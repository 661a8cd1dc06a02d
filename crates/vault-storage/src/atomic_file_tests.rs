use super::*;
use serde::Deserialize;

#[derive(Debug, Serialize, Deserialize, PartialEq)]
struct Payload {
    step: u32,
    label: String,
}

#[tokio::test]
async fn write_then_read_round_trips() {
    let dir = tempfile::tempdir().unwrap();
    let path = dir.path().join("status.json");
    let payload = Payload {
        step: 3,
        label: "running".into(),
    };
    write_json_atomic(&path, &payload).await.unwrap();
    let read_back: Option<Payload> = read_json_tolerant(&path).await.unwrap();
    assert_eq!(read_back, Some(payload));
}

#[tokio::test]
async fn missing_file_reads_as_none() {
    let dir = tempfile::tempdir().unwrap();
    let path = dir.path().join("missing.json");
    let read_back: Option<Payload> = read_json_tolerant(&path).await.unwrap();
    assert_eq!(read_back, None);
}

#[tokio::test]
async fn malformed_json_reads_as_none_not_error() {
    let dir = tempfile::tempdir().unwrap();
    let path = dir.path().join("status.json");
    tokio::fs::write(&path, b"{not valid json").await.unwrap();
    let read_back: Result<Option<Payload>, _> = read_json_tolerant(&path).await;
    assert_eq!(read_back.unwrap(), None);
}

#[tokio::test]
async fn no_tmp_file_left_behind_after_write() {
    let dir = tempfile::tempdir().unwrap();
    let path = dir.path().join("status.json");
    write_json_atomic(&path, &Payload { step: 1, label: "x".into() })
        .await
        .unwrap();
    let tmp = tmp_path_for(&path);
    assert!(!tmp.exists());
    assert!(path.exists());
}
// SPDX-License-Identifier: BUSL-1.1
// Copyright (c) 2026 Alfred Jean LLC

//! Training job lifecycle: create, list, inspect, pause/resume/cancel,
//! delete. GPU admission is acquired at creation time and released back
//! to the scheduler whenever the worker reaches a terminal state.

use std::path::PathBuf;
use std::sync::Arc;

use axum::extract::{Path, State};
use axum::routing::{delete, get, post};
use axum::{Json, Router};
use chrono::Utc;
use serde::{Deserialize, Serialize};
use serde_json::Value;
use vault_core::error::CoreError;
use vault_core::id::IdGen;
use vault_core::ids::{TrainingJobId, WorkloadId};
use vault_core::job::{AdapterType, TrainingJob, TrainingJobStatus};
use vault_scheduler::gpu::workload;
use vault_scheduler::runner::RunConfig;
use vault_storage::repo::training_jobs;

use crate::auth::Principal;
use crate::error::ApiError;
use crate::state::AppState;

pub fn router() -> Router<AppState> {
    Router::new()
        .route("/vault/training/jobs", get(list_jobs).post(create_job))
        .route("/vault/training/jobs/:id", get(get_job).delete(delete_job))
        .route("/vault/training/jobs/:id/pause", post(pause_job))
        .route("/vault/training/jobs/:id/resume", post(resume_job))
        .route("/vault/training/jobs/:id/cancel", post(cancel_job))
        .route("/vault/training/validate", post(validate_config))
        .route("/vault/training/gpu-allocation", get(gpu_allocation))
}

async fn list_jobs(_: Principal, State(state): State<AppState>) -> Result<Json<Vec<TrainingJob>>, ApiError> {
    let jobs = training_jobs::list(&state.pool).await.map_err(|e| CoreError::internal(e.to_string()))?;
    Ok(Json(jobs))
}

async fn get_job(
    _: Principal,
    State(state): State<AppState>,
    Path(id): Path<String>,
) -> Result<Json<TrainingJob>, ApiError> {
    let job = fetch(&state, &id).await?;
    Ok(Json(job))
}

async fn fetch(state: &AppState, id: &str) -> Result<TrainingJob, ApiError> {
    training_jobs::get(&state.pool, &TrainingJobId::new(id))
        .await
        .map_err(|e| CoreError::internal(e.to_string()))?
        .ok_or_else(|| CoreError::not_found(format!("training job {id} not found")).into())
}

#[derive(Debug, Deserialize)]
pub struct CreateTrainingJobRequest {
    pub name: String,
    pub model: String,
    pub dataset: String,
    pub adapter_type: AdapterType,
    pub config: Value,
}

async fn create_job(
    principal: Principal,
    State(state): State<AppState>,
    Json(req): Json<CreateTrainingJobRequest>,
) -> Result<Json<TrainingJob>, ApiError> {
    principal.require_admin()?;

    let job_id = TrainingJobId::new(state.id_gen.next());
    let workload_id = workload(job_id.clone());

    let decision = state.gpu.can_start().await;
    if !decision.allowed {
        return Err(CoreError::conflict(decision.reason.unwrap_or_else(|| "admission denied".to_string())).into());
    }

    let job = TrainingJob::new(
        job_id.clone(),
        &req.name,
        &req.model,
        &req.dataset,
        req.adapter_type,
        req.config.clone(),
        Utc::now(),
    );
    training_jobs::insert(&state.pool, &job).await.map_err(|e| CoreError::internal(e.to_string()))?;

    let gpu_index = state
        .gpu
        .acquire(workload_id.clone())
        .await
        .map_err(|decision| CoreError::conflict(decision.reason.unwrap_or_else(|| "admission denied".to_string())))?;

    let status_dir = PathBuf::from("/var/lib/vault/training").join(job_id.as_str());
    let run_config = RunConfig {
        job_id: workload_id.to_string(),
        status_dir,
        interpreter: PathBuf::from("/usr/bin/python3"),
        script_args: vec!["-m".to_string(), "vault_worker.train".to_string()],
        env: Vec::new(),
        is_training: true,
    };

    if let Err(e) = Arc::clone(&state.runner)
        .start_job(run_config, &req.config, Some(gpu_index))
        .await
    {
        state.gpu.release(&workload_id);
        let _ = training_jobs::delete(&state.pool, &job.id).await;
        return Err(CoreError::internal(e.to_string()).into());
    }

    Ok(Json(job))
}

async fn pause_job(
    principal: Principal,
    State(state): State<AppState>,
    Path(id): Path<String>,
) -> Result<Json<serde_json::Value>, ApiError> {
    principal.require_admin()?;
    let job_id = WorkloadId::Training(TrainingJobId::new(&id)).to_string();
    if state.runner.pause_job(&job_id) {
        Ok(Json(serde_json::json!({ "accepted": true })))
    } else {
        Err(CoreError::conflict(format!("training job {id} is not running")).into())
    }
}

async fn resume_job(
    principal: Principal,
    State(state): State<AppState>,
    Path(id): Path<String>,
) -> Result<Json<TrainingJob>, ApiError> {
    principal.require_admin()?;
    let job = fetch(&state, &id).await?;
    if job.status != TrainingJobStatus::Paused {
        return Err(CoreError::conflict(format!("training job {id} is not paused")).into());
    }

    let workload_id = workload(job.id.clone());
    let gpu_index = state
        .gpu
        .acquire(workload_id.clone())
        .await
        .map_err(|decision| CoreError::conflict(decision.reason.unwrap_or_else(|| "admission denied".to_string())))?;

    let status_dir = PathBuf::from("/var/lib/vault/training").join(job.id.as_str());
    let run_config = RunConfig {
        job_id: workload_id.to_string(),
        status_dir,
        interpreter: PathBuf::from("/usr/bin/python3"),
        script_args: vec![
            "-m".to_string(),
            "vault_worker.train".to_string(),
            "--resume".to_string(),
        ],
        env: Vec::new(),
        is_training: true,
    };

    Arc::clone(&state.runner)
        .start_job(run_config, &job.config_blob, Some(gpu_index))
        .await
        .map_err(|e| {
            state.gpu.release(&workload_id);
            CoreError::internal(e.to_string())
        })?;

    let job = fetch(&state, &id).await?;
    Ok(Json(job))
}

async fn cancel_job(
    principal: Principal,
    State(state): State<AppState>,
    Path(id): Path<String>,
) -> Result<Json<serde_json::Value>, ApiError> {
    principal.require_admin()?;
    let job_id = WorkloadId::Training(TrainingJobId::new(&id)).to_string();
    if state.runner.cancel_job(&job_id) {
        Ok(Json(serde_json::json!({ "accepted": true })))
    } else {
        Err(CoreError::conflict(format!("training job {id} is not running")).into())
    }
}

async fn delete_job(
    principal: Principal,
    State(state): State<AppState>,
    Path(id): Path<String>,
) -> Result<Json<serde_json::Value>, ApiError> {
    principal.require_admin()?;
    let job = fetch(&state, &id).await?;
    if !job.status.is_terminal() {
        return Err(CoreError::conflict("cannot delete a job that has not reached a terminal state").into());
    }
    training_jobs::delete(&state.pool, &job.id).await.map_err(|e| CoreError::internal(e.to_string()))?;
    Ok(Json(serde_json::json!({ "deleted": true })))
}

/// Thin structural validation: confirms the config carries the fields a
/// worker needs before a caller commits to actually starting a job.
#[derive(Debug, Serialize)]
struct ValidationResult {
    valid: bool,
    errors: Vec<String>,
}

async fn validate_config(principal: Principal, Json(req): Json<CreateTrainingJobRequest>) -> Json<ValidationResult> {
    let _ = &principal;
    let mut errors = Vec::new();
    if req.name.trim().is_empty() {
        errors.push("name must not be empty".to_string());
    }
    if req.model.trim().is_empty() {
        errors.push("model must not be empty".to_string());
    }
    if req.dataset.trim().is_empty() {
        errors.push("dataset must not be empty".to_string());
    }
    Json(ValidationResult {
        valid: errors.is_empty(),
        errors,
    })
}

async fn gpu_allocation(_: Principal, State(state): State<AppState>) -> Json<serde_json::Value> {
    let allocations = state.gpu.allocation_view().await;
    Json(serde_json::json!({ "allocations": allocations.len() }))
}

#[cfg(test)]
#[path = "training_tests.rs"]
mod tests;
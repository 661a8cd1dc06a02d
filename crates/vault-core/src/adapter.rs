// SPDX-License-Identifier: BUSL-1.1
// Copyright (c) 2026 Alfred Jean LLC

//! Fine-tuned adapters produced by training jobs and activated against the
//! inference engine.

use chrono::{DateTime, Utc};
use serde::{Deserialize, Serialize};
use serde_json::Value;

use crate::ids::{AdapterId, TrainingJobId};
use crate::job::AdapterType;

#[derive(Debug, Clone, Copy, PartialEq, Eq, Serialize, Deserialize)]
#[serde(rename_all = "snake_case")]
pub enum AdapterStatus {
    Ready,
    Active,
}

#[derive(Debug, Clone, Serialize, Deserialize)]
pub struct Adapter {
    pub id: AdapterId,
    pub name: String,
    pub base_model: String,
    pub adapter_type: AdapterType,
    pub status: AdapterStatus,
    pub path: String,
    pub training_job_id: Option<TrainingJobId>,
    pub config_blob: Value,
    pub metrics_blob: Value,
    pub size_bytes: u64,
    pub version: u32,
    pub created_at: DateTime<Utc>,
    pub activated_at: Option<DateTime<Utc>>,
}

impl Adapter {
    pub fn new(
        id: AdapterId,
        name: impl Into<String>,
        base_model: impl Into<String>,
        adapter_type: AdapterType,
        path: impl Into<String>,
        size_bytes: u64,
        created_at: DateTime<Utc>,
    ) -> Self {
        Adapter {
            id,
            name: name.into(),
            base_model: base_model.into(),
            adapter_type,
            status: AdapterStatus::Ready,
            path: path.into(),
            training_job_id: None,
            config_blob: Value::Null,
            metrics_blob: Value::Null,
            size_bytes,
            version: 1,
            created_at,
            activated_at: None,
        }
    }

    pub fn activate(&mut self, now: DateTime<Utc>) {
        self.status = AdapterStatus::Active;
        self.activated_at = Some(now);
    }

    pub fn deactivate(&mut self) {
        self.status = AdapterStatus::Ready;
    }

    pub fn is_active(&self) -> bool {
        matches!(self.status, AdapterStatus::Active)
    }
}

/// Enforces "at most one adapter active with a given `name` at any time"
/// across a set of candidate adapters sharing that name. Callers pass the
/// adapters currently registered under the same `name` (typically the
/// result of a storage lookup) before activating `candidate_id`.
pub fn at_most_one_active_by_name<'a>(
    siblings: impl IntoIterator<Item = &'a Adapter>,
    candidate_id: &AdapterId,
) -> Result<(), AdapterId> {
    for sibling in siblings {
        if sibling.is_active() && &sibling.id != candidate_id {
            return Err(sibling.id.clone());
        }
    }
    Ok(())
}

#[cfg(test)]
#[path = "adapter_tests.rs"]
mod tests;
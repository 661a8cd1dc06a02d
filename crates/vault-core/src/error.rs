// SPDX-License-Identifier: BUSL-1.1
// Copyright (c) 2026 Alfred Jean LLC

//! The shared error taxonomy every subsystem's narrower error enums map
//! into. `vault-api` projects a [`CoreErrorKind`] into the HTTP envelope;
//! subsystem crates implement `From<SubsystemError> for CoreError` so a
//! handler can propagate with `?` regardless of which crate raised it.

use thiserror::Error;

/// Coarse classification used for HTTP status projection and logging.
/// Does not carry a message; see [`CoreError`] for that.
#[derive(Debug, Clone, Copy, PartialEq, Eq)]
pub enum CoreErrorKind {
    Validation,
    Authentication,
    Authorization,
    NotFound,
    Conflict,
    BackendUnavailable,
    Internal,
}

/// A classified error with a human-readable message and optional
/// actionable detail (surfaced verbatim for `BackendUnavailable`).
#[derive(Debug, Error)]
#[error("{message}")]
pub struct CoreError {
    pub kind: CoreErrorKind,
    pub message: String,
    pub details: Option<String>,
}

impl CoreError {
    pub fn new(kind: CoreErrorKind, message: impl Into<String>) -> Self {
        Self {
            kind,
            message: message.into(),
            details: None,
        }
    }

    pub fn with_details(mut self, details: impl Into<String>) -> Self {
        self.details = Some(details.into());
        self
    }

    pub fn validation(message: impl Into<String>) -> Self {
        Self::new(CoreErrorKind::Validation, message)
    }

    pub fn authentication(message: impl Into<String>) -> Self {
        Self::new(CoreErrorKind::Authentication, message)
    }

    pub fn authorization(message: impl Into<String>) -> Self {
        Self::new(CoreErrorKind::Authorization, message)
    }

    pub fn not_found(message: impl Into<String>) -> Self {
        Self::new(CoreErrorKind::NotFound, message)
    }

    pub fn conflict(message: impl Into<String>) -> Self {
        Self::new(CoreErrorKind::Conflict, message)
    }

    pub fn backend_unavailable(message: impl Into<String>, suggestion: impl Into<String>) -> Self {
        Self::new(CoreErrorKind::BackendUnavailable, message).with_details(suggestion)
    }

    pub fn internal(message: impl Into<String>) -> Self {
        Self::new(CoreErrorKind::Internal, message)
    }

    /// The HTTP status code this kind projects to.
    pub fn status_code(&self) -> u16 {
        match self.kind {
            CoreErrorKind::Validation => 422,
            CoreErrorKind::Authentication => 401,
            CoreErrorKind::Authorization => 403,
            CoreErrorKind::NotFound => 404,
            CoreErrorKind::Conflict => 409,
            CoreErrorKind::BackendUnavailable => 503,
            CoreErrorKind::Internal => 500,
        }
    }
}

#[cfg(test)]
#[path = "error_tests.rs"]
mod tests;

▸ TASK REQUIREMENTS:
Look through the data above for the string "before" and copy every line where it appears.

▸ OUTPUT FOR THIS TASK:
/// worker needs before a caller commits to actually starting a job.
/// result of a storage lookup) before activating `candidate_id`.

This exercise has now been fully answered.